- [Work item]:
In the listing below, find the line with "contained value as" and the line with "error when absent". Repeat those two lines and all lines between them exactly.

[Study material]

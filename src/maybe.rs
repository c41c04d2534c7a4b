//! Optional values with explicit fallbacks
//!
//! [`Maybe`] is either `Some` value or `None`. It converts freely to and from
//! [`Option`] and adds the fallback vocabulary used across this crate: `or`,
//! `or_some`, `or_option` for alternatives, and the `get_or_*` family for
//! extracting a value. A present-but-empty value is expressed as
//! `Maybe<Option<T>>`, so `Maybe::Some(None)` is distinct from `Maybe::None`.

use crate::error::{Result, SeqCombError};

/// A value that may or may not be present
#[derive(Debug, Clone, Copy)]
pub enum Maybe<T> {
    Some(T),
    None,
}

impl<T> Maybe<T> {
    /// A present value
    pub fn some(value: T) -> Self {
        Maybe::Some(value)
    }

    /// An absent value
    pub fn none() -> Self {
        Maybe::None
    }

    /// `Some` when `value` holds something, `None` otherwise
    pub fn option(value: Option<T>) -> Self {
        match value {
            Some(value) => Maybe::Some(value),
            None => Maybe::None,
        }
    }

    pub fn has_value(&self) -> bool {
        matches!(self, Maybe::Some(_))
    }

    pub fn has_no_value(&self) -> bool {
        !self.has_value()
    }

    /// The contained value, or `NoSuchElement` when absent
    pub fn get(self) -> Result<T> {
        match self {
            Maybe::Some(value) => Ok(value),
            Maybe::None => Err(SeqCombError::NoSuchElement),
        }
    }

    /// `self` when present, `other` otherwise
    pub fn or(self, other: Maybe<T>) -> Maybe<T> {
        match self {
            Maybe::Some(_) => self,
            Maybe::None => other,
        }
    }

    /// `self` when present, `Some(value)` otherwise
    pub fn or_some(self, value: T) -> Maybe<T> {
        self.or(Maybe::Some(value))
    }

    /// `self` when present, otherwise `value` converted to a `Maybe`
    pub fn or_option(self, value: Option<T>) -> Maybe<T> {
        self.or(Maybe::option(value))
    }

    pub fn get_or_else(self, fallback: T) -> T {
        match self {
            Maybe::Some(value) => value,
            Maybe::None => fallback,
        }
    }

    /// The contained value as a standard [`Option`]
    pub fn get_or_null(self) -> Option<T> {
        self.into()
    }

    /// The contained value, or the result of `supplier`
    ///
    /// `supplier` only runs when the value is absent.
    pub fn get_or_call<F>(self, supplier: F) -> T
    where
        F: FnOnce() -> T,
    {
        match self {
            Maybe::Some(value) => value,
            Maybe::None => supplier(),
        }
    }

    /// The contained value, or the supplied error when absent
    pub fn get_or_throw<E>(self, error: E) -> std::result::Result<T, E> {
        match self {
            Maybe::Some(value) => Ok(value),
            Maybe::None => Err(error),
        }
    }

    pub fn as_ref(&self) -> Maybe<&T> {
        match self {
            Maybe::Some(value) => Maybe::Some(value),
            Maybe::None => Maybe::None,
        }
    }

    pub fn map<U, F>(self, mapper: F) -> Maybe<U>
    where
        F: FnOnce(T) -> U,
    {
        match self {
            Maybe::Some(value) => Maybe::Some(mapper(value)),
            Maybe::None => Maybe::None,
        }
    }

    pub fn and_then<U, F>(self, binder: F) -> Maybe<U>
    where
        F: FnOnce(T) -> Maybe<U>,
    {
        match self {
            Maybe::Some(value) => binder(value),
            Maybe::None => Maybe::None,
        }
    }

    pub fn iter(&self) -> std::option::IntoIter<&T> {
        self.as_ref().get_or_null().into_iter()
    }
}

impl<T> Default for Maybe<T> {
    fn default() -> Self {
        Maybe::None
    }
}

impl<T> From<Option<T>> for Maybe<T> {
    fn from(value: Option<T>) -> Self {
        Maybe::option(value)
    }
}

impl<T> From<Maybe<T>> for Option<T> {
    fn from(value: Maybe<T>) -> Self {
        match value {
            Maybe::Some(value) => Some(value),
            Maybe::None => None,
        }
    }
}

impl<T> IntoIterator for Maybe<T> {
    type Item = T;
    type IntoIter = std::option::IntoIter<T>;

    fn into_iter(self) -> Self::IntoIter {
        self.get_or_null().into_iter()
    }
}

/// Values compare equal when both are absent, or both present with equal
/// payloads, even across payload types that compare with each other
impl<T, U> PartialEq<Maybe<U>> for Maybe<T>
where
    T: PartialEq<U>,
{
    fn eq(&self, other: &Maybe<U>) -> bool {
        match (self, other) {
            (Maybe::Some(left), Maybe::Some(right)) => left == right,
            (Maybe::None, Maybe::None) => true,
            _ => false,
        }
    }
}

impl<T: Eq> Eq for Maybe<T> {}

[/Study material]

- [Answer area]:
    /// The contained value as a standard [`Option`]
    pub fn get_or_null(self) -> Option<T> {
        self.into()
    }

    /// The contained value, or the result of `supplier`
    ///
    /// `supplier` only runs when the value is absent.
    pub fn get_or_call<F>(self, supplier: F) -> T
    where
        F: FnOnce() -> T,
    {
        match self {
            Maybe::Some(value) => value,
            Maybe::None => supplier(),
        }
    }

    /// The contained value, or the supplied error when absent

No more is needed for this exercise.